= Mines ParisTech: Professional Ranking of World Universities =

University ranking by the French Grande école Mines ParisTech

Mines ParisTech: Professional Ranking of World Universities is a University ranking by the French grande école Mines ParisTech.

== Methodology ==
The ranking is based on the number of alumni currently holding the post of CEO in one of the 500 largest companies in the world, according to the Fortune Global 500 ranking established by the American business magazine Fortune.

== Ranking ==
=== 2011 University Ranking ===
These are the highest ranking 37 institutions (out of 392):

| Rank | Institution | Country |
|---|---|---|
| 1 | Harvard University | USA US |
| 2 | University of Tokyo | JP Japan |
| 3 | Keio University | JP Japan |
| 4 | HEC Paris | FRA France |
| 5 = | Kyoto University | JP Japan |
| 5 = | University of Oxford | UK UK |
| 7 | École Polytechnique | FRA France |
| 8 | Waseda University | JP Japan |
| 9 | École Nationale d'Administration | FRA France |
| 10 | Seoul National University | KR South Korea |
| 11 | University of Pennsylvania | USA US |
| 12 | Columbia University | USA US |
| 13 = | Stanford University | USA US |
| 13 = | Tohoku University | JP Japan |
| 13 = | University of Nottingham | UK UK |
| 16 | Massachusetts Institute of Technology | USA US |
| 17 | Sciences Po Paris | FRA France |
| 18 | University of Saint-Gallen | SWI Switzerland |
| 19 = | University of Sao-Paulo | BR Brazil |
| 19 = | Northwestern University | USA US |
| 21 = | INSEAD | FRA France |
| 21 = | University of Chicago | USA US |
| 21 = | Mines ParisTech | FRA France |
| 21 = | WU Wien | AUT Austria |
| 25 = | Chuo University | JP Japan |
| 25 = | Cornell University | USA US |
| 25 = | Hitotsubashi University | JP Japan |
| 25 = | Kobe University | JP Japan |
| 29 | University of California, Berkeley | USA US |
| 30 = | Shandong University | CHNML China |
| 30 = | Bocconi University | ITA Italy |
| 30 = | University of Cambridge | UK UK |
| 30 = | University of Cologne | GER Germany |
| 34 | University of Göttingen | GER Germany |
| 35 | Yale University | USA US |
| 36 | Purdue University | USA US |
| 37 | University of Cincinnati | USA US |

==Regional ranking==
===North America===

| Rank | Institution | Country |
|---|---|---|
| 1 | Harvard University | United States |
| 2 | University of Pennsylvania | United States |
| 3 | Columbia University | United States |
| 4 | Stanford University | United States |
| 5 | Massachusetts Institute of Technology | United States |
| 6 | Northwestern University | United States |
| 7 | University of Chicago | United States |
| 8 | Cornell University | United States |
| 9 | University of California, Berkeley | United States |
| 10 | Yale University | United States |
| 11 | Purdue University | United States |
| 12 | University of Cincinnati | United States |
| 13 | Baylor University | United States |
| 14 | Georgia Institute of Technology | United States |
| 15 | Queen's University | Canada |
| 16 | University of Arizona | United States |
| 17 | University of Notre Dame | United States |
| 18 | University of Texas at Austin | United States |
| 19 | University of Wisconsin–Madison | United States |
| 20 | Dartmouth College | United States |

===Europe===

| Rank | Institution | Country |
|---|---|---|
| 1 | HEC Paris | France |
| 2 | University of Oxford | United Kingdom |
| 3 | École Polytechnique | France |
| 4 | University of Nottingham | United Kingdom |
| 5 | Sciences Po | France |
| 6 | University of St.
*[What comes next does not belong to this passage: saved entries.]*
impl IndexHandle {
    /// Loads the index for `path` using the conventional `.fai`/`.gzi` locations.
    pub fn load<P: AsRef<Path>>(
        path: P,
        format: SequenceFormat,
        create_if_missing: bool,
    ) -> Result<IndexHandle> {
        Self::load_with(
            IndexPaths::for_source(path),
            LoadOptions::new(format).create_if_missing(create_if_missing),
        )
    }

    /// Loads (or builds) the offset index and, for compressed sources, the block map.
    ///
    /// A compressed source without a usable block map still loads: its names and lengths can
    /// be queried, but fetching from it fails with
    /// [`SeqFetchError::CompressedAccessUnavailable`].
    pub fn load_with(paths: IndexPaths, options: LoadOptions) -> Result<IndexHandle> {
        let compressed = is_compressed(&paths.source)
            .map_err(|e| SeqFetchError::index_load(&paths.source, e))?;

        let index = if paths.fai.exists() {
            OffsetIndex::read(&paths.fai).map_err(|e| SeqFetchError::index_load(&paths.fai, e))?
        } else if options.create_if_missing {
            build_offset_index(&paths.source, &paths.fai, options.format, compressed)
                .map_err(|e| SeqFetchError::index_load(&paths.source, e))?
        } else {
            return Err(SeqFetchError::index_load(
                &paths.fai,
                "index does not exist and creation was not requested",
            ));
        };

        let block_map = if !compressed {
            None
        } else if paths.gzi.exists() {
            match BlockMap::read(&paths.gzi) {
                Ok(map) => Some(map),
                Err(e) => {
                    warn!("Ignoring unusable block index {:?}: {}", paths.gzi, e);
                    None
                }
            }
        } else if options.build_block_map {
            Some(
                build_block_map(&paths.source, &paths.gzi)
                    .map_err(|e| SeqFetchError::index_load(&paths.source, e))?,
            )
        } else {
            warn!(
                "No block index {:?} for compressed source {:?}; sequences cannot be fetched",
                paths.gzi, paths.source
            );
            None
        };

        Ok(IndexHandle {
            inner: Arc::new(SharedIndex {
                paths,
                format: options.format,
                compressed,
                index,
                block_map,
            }),
        })
    }

    /// Takes another reference to the same index.
    pub fn acquire(&self) -> IndexHandle {
        self.clone()
    }

    /// Gives up this reference.
    pub fn release(self) {
        drop(self);
    }

    /// The number of live references to this index, readers included.
    pub fn ref_count(&self) -> usize {
        Arc::strong_count(&self.inner)
    }

    pub fn count(&self) -> usize {
        self.inner.index.len()
    }

    pub fn name_at(&self, ordinal: usize) -> Option<&str> {
        self.inner.index.get_index(ordinal).map(|entry| entry.name.as_str())
    }

    pub fn length_of(&self, name: &str) -> Option<u64> {
        self.inner.index.get(name).map(|entry| entry.record_length)
    }

    pub fn contains(&self, name: &str) -> bool {
        self.inner.index.contains(name)
    }

    pub fn entry(&self, name: &str) -> Option<&IndexEntry> {
        self.inner.index.get(name)
    }

    /// Record names in file order.
    pub fn names(&self) -> impl Iterator<Item = &str> {
        self.inner.index.iter().map(|entry| entry.name.as_str())
    }

    pub fn offset_index(&self) -> &OffsetIndex {
        &self.inner.index
    }

    pub fn format(&self) -> SequenceFormat {
        self.inner.format
    }

    pub fn is_compressed(&self) -> bool {
        self.inner.compressed
    }

    pub fn block_map(&self) -> Option<&BlockMap> {
        self.inner.block_map.as_ref()
    }

    pub fn paths(&self) -> &IndexPaths {
        &self.inner.paths
    }

    pub fn source(&self) -> &Path {
        &self.inner.paths.source
    }
}
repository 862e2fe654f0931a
use std::{
    io::{self, BufWriter, Write},
    path::PathBuf,
};

use anyhow::{bail, Result};
use clap::Parser;
use log::error;

use crate::{
    handle::{IndexHandle, IndexPaths, LoadOptions},
    index::fasta_index::SequenceFormat,
    reader::Reader,
    region::{CoordinateSystem, Region},
    utils::{built_info, BUFFERSIZE},
};

/// Extracts regions from an indexed FASTA/FASTQ file, plain or bgzip'ed.
///
/// Regions are given as `name`, `name:pos`, `name:start-end` or `name:start-`, in 0-based
/// half-open coordinates unless `--one-based` is given.
#[derive(Parser, Debug)]
#[clap(name = "extract", verbatim_doc_comment, version = built_info::VERSION.as_str())]
pub struct Opts {
    /// The input FASTA/FASTQ file.
    #[clap(display_order = 1)]
    pub input: PathBuf,

    /// The regions to extract.
    #[clap(required = true, display_order = 2)]
    pub regions: Vec<String>,

    /// Treat the input as FASTQ and emit FASTQ records with qualities.
    #[clap(long, display_order = 3)]
    pub fastq: bool,

    /// Regions use 1-based inclusive coordinates (samtools style).
    #[clap(long, display_order = 4)]
    pub one_based: bool,

    /// Wrap output sequence lines at this many bases (0 to disable).
    #[clap(short = 'w', long, default_value = "60", display_order = 5)]
    pub line_width: usize,

    /// Fail rather than build a missing .fai (or .gzi) index.
    #[clap(long, display_order = 6)]
    pub no_create: bool,

    /// The .fai index (default: <input>.fai).
    #[clap(long, display_order = 7)]
    pub fai: Option<PathBuf>,

    /// The .gzi block index (default: <input>.gzi).
    #[clap(long, display_order = 8)]
    pub gzi: Option<PathBuf>,
}

impl Opts {
    fn coordinates(&self) -> CoordinateSystem {
        if self.one_based {
            CoordinateSystem::OneBasedClosed
        } else {
            CoordinateSystem::ZeroBasedHalfOpen
        }
    }

    fn format(&self) -> SequenceFormat {
        if self.fastq {
            SequenceFormat::Fastq
        } else {
            SequenceFormat::Fasta
        }
    }

    fn paths(&self) -> IndexPaths {
        let mut paths = IndexPaths::for_source(&self.input);
        if let Some(fai) = &self.fai {
            paths = paths.with_fai(fai);
        }
        if let Some(gzi) = &self.gzi {
            paths = paths.with_gzi(gzi);
        }
        paths
    }
}

/// Writes `bytes` as lines of at most `line_width` bytes (a single line if zero).
fn write_wrapped<W: Write>(writer: &mut W, bytes: &[u8], line_width: usize) -> io::Result<()> {
    if line_width == 0 || bytes.is_empty() {
        writer.write_all(bytes)?;
        return writer.write_all(b"\n");
    }
    for line in bytes.chunks(line_width) {
        writer.write_all(line)?;
        writer.write_all(b"\n")?;
    }
    Ok(())
}

/// Fetches one region and writes it as a FASTA or FASTQ record named after `text`.
fn extract_region<W: Write>(
    reader: &mut Reader,
    writer: &mut W,
    text: &str,
    region: &Region,
    line_width: usize,
) -> Result<()> {
    let end = region.end.unwrap_or(-1);
    let sequence = reader.fetch_sequence(&region.name, region.begin, end)?;
    if reader.index().format().has_quality() {
        let quality = reader.fetch_quality(&region.name, region.begin, end)?;
        writeln!(writer, "@{}", text)?;
        write_wrapped(writer, &sequence, line_width)?;
        writeln!(writer, "+")?;
        write_wrapped(writer, &quality, line_width)?;
    } else {
        writeln!(writer, ">{}", text)?;
        write_wrapped(writer, &sequence, line_width)?;
    }
    Ok(())
}

/// Extracts every requested region to `writer`, returning the number that failed.
pub fn extract<W: Write>(opts: &Opts, writer: &mut W) -> Result<usize> {
    let options = LoadOptions::new(opts.format())
        .create_if_missing(!opts.no_create)
        .build_block_map(!opts.no_create);
    let index = IndexHandle::load_with(opts.paths(), options)?;
    let mut reader = Reader::open(&index)?;

    let mut failures = 0;
    for text in &opts.regions {
        let result = Region::resolve(text, opts.coordinates(), &index)
            .map_err(anyhow::Error::from)
            .and_then(|region| extract_region(&mut reader, writer, text, &region, opts.line_width));
        if let Err(err) = result {
            error!("Could not extract {}: {:#}", text, err);
            failures += 1;
        }
    }
    writer.flush()?;
    Ok(failures)
}

// Run extract
pub fn run(opts: &Opts) -> Result<(), anyhow::Error> {
    let mut writer = BufWriter::with_capacity(BUFFERSIZE, io::stdout());
    let failures = extract(opts, &mut writer)?;
    if failures > 0 {
        bail!("{} of {} regions could not be extracted", failures, opts.regions.len());
    }
    Ok(())
}
//! Parsing of `name[:start[-end]]` region strings into 0-based half-open coordinates.
use std::fmt;

use crate::{
    errors::{Result, SeqFetchError},
    handle::IndexHandle,
};

/// How the numbers in a region string are interpreted.
#[derive(Debug, Clone, Copy, PartialEq, Eq, Default)]
pub enum CoordinateSystem {
    /// `start` inclusive, `end` exclusive, counting from zero (BED style).
    #[default]
    ZeroBasedHalfOpen,
    /// `start` and `end` both inclusive, counting from one (samtools style).
    OneBasedClosed,
}

/// A region of a named record in 0-based half-open coordinates. An `end` of `None` runs to
/// the end of the record.
#[derive(Debug, Clone, PartialEq, Eq)]
pub struct Region {
    pub name: String,
    pub begin: i64,
    pub end: Option<i64>,
}

impl Region {
    /// A region covering the whole of `name`.
    pub fn whole<S: Into<String>>(name: S) -> Region {
        Region { name: name.into(), begin: 0, end: None }
    }

    /// Parses `name`, `name:pos`, `name:start-end` or `name:start-`. Commas in numbers are
    /// ignored. A single position selects one base.
    pub fn parse(text: &str, coordinates: CoordinateSystem) -> Result<Region> {
        let invalid = || SeqFetchError::InvalidRegion(text.to_string());

        let (name, range) = match text.rfind(':') {
            Some(colon) => (&text[..colon], Some(&text[colon + 1..])),
            None => (text, None),
        };
        if name.is_empty() {
            return Err(invalid());
        }
        let range = match range {
            None => return Ok(Region::whole(name)),
            Some(range) => range,
        };

        let parse_position = |s: &str| -> Result<i64> {
            let digits: String = s.chars().filter(|&c| c != ',').collect();
            if digits.is_empty() || !digits.bytes().all(|b| b.is_ascii_digit()) {
                return Err(invalid());
            }
            digits.parse::<i64>().map_err(|_| invalid())
        };

        let (start, end) = match range.split_once('-') {
            None => {
                let pos = parse_position(range)?;
                (pos, Some(pos))
            }
            Some((start, "")) => (parse_position(start)?, None),
            Some((start, end)) => (parse_position(start)?, Some(parse_position(end)?)),
        };

        let (begin, end) = match coordinates {
            CoordinateSystem::ZeroBasedHalfOpen => {
                // a lone position is one base: [pos, pos + 1)
                let end = match (range.contains('-'), end) {
                    (false, Some(pos)) => Some(pos + 1),
                    (_, end) => end,
                };
                (start, end)
            }
            CoordinateSystem::OneBasedClosed => {
                if start == 0 {
                    return Err(invalid());
                }
                (start - 1, end)
            }
        };
        if let Some(end) = end {
            if end < begin {
                return Err(invalid());
            }
        }
        Ok(Region { name: name.to_string(), begin, end })
    }

    /// Like [`Region::parse`], but a string that is itself a record name in `index` (names may
    /// contain `:`) selects that whole record.
    pub fn resolve(
        text: &str,
        coordinates: CoordinateSystem,
        index: &IndexHandle,
    ) -> Result<Region> {
        if index.contains(text) {
            return Ok(Region::whole(text));
        }
        Region::parse(text, coordinates)
    }
}

impl fmt::Display for Region {
    /// Formats the region in 0-based half-open coordinates.
    fn fmt(&self, f: &mut fmt::Formatter<'_>) -> fmt::Result {
        match self.end {
            None if self.begin == 0 => write!(f, "{}", self.name),
            None => write!(f, "{}:{}-", self.name, self.begin),
            Some(end) => write!(f, "{}:{}-{}", self.name, self.begin, end),
        }
    }
}
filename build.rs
fn main() {
    built::write_built_file().expect("Failed to acquire build-time information");
}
Gallen | Switzerland |
| 7 | Mines ParisTech | France |
| 8 | Vienna University of Economics and Business | Austria |
| 9 | Bocconi University | Italy |
| 10 | University of Cambridge | United Kingdom |
| 11 | University of Cologne | Germany |
| 12 | University of Göttingen | Germany |
| 13 | Chalmers University of Technology | Sweden |
| 14 | École des ponts ParisTech | France |
| 15 | Erasmus University Rotterdam | Netherlands |
| 16 | University of Bochum | Germany |
| 17 | University of Glasgow | United Kingdom |
| 18 | University of Hamburg | Germany |
| 19 | University of Manchester | United Kingdom |
| 20 | Technical University of Madrid | Spain |

=== Analysis ===
This ranking is more international than certain other rankings because it uses the Fortune Global 500. It does not concentrate only on English-speaking countries but also includes Asian, Latin American, and European universities.

The Global Companies Rank Universities by the New York Times is similar to this ranking.